Several of the available products derived from bioactive compound from natural product extracts have been applied for their dermatologic benefits, especially in cosmetics. The natural-based cosmetics are collectively referred to as “cosmeceuticals” introduced by Albert Kligman two decades ago . Cosmeceuticals are defined as intermediary substances between drugs and cosmetics. They do not require Food and Drug Administration (FDA) approval before being marketed. A discussion of all the currently available bioactive compounds from natural product extracts used in dermatology and dermatologic formulations would far exceed the scope of this article. Therefore, we focused on a select group of the most popular bioactive compounds from natural product extracts in Taiwan cosmeceuticals in the review.
Bioactive compounds from natural product extracts
The term “botanicals” subsumes numerous preparations derived from herbs, roots, stems and other materials of botanical origins. Botanicals are used for cosmetic purposes in the form of fresh plants or extracts. The use of plant extracts and herbs has feet in ancient times, with the earliest records coming from ancient China and Egypt. The cosmetic industry is taking good advantages of this trend by introducing plant extracts from seeds, herbs, flowers and fruits to their products, promising a gentler approach to beauty. The guiding principle of bioactive compounds from natural product extracts is that the naturally occurring mixture of active compounds in plants is more effective and safer than individual molecules and manufactured combinations of synthetic molecules . These products with active compounds are referred to as “cosmeceuticals” .

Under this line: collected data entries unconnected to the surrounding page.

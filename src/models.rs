//! Core data models for the banking support agent

use chrono::{DateTime, Utc};
use serde::{Deserialize, Serialize};
use std::fmt;
use std::time::Instant;

//
// ================= Knowledge Documents =================
//

#[derive(Debug, Clone, Serialize, Deserialize)]
pub struct DocumentMetadata {
    pub tags: Vec<String>,
    pub product_area: String,
    #[serde(rename = "type")]
    pub doc_type: String,
    pub requires_auth: bool,
    pub pii: bool,
    pub last_reviewed: String,
}

/// A knowledge base document. Immutable after load; `score` is attached
/// transiently on clones returned from a search.
#[derive(Debug, Clone, Serialize, Deserialize)]
pub struct Document {
    pub id: String,
    pub title: String,
    pub content: String,
    pub metadata: DocumentMetadata,
    #[serde(skip_serializing_if = "Option::is_none")]
    pub embedding: Option<Vec<f32>>,
    #[serde(skip_serializing_if = "Option::is_none")]
    pub score: Option<f32>,
}

#[derive(Debug, Clone, Serialize)]
pub struct SearchOutcome {
    pub documents: Vec<Document>,
    pub query: String,
    pub total_results: usize,
    pub elapsed_ms: u64,
}

//
// ================= Tool Call Protocol =================
//

/// A single tool call delivered by the live session. Consumed exactly once.
#[derive(Debug, Clone, Serialize, Deserialize)]
pub struct ToolCall {
    pub id: String,
    pub name: String,
    #[serde(default)]
    pub args: serde_json::Value,
}

/// Uniform response envelope. Every call id produces exactly one of these,
/// including failures (error populated, result null).
#[derive(Debug, Clone, Serialize, Deserialize)]
pub struct FunctionResult {
    pub result: serde_json::Value,
    #[serde(default)]
    pub sources: Vec<String>,
    #[serde(default)]
    pub grounding_chunks: Vec<GroundingChunk>,
    #[serde(skip_serializing_if = "Option::is_none")]
    pub error: Option<String>,
}

impl FunctionResult {
    pub fn ok(result: serde_json::Value) -> Self {
        Self {
            result,
            sources: Vec::new(),
            grounding_chunks: Vec::new(),
            error: None,
        }
    }

    pub fn failed(message: String) -> Self {
        Self {
            result: serde_json::Value::Null,
            sources: Vec::new(),
            grounding_chunks: Vec::new(),
            error: Some(message),
        }
    }
}

#[derive(Debug, Clone, Serialize, Deserialize)]
pub struct GroundingChunk {
    pub content: String,
    #[serde(skip_serializing_if = "Option::is_none")]
    pub score: Option<f32>,
    #[serde(skip_serializing_if = "Option::is_none")]
    pub web: Option<WebSource>,
}

#[derive(Debug, Clone, Serialize, Deserialize)]
pub struct WebSource {
    pub uri: String,
    pub title: String,
}

#[derive(Debug, Clone, Serialize, Deserialize)]
pub struct ToolResponse {
    pub id: String,
    pub name: String,
    pub response: FunctionResult,
}

//
// ================= Support Service Data =================
//

#[derive(Debug, Clone, Serialize, Deserialize)]
pub struct ExchangeRate {
    pub currency: String,
    pub buy_rate: f64,
    pub sell_rate: f64,
}

#[derive(Debug, Clone, Serialize, Deserialize)]
pub struct BranchInfo {
    pub name: String,
    pub address: String,
    pub phone: String,
    pub services: Vec<String>,
    pub hours: String,
}

#[derive(Debug, Clone, Serialize, Deserialize)]
pub struct CallbackConfirmation {
    pub reference: String,
    pub phone_number: String,
    pub scheduled_time: DateTime<Utc>,
    pub purpose: String,
    pub confirmation_message: String,
}

//
// ================= Session State =================
//

#[derive(Debug, Clone, Copy, PartialEq, Eq, Serialize)]
#[serde(rename_all = "lowercase")]
pub enum SessionState {
    Disconnected,
    Connecting,
    Connected,
    ToolExecuting,
    Reconnecting,
}

/// Connection bookkeeping owned exclusively by the session controller and
/// mutated only from its own event handlers.
#[derive(Debug, Clone)]
pub struct ConnectionState {
    pub connected: bool,
    pub reconnect_attempts: u32,
    pub consecutive_failures: u32,
    pub circuit_open_until: Option<Instant>,
}

impl ConnectionState {
    pub fn new() -> Self {
        Self {
            connected: false,
            reconnect_attempts: 0,
            consecutive_failures: 0,
            circuit_open_until: None,
        }
    }
}

impl Default for ConnectionState {
    fn default() -> Self {
        Self::new()
    }
}

impl fmt::Display for SessionState {
    fn fmt(&self, f: &mut fmt::Formatter<'_>) -> fmt::Result {
        let s = match self {
            SessionState::Disconnected => "disconnected",
            SessionState::Connecting => "connecting",
            SessionState::Connected => "connected",
            SessionState::ToolExecuting => "tool-executing",
            SessionState::Reconnecting => "reconnecting",
        };
        write!(f, "{}", s)
    }
}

Bioactive compounds from natural product extracts are focused on improving the total “body condition”. Botanical sales in 2002 in the United States exceeded $4.3 billion and grew by one-third over only 6 years. Taiwan's online cosmeceuticals market is worth around NT$36 billion (US$1.2 billion) a year, with sales showing steady year-on-year growth. Bioactive compounds from natural product extracts growth has increasing to now consume 25% of all health- and lifestylerelated dollars . Now over 60 various bioactive compounds from natural product extracts are formulated into cosmeceuticals. Most bioactive compounds from natural product extracts possess several effects and often display different simultaneously, such as antioxidant, antiinflammatory, anticarcinogenic, and pigment-lightening activity. Various herbal crude drugs with their parts used for cosmeceuticals are given below. This article mainly reviews the bioactive compounds from natural product extracts in Taiwan cosmeceuticals.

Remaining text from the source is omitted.